Would it be possible to give a short example?

Even the repo history must be duplicated in Mercurial if the clone is not to be placed on the same physical filesystem because the hardlinks don't work in this case (which requires n times the storage).

If you really want to, you can keep all you cws in one repo (its just easier to keep them separate).
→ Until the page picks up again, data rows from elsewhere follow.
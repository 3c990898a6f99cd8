//! Entity trait: identity + continuity across state changes.

/// Entity marker + minimal interface.
///
/// Used for entities that live inside an aggregate (e.g. tier prices owned by
/// a product) and are never saved on their own.
pub trait Entity {
    /// Strongly-typed entity identifier.
    type Id: Clone + Eq + core::hash::Hash + core::fmt::Debug;

    /// Returns the entity identifier.
    fn id(&self) -> &Self::Id;
}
So this is again missing the point.

I don't think so because of the 'push' issue mentioned above and because it wastes a lot of valuable disk space to have n-repos.

Furthermore you would possibly need multiple repository clones to keep track of several remote branches in Mercurial.
Wrong again.

And again I disagree.

setup cheap branches which can be completely removed from history (when
everything is integrated upstream)
... as you can with mercurial (by selective pulling/pushing)

and you can have one base-repo
somewhere in your filesystem and multiple clones elsewhere which just
reference the base repo without copying it.

Irrelevant given the size of a mercurial repo to the size of working copy (including solver etc.)

I don't know how Sun handles this internally , but in the large company I work for, disk space is a serious issue, we are all on a restrictive quota here. Even a few Gigabytes on a Solaris server cause a lot of additional costs regarding really expensive server disks, necessary networked daily backups in a data center etc. Some 50 Gigs can thus easily cause costs of more than 1000 Euro per month.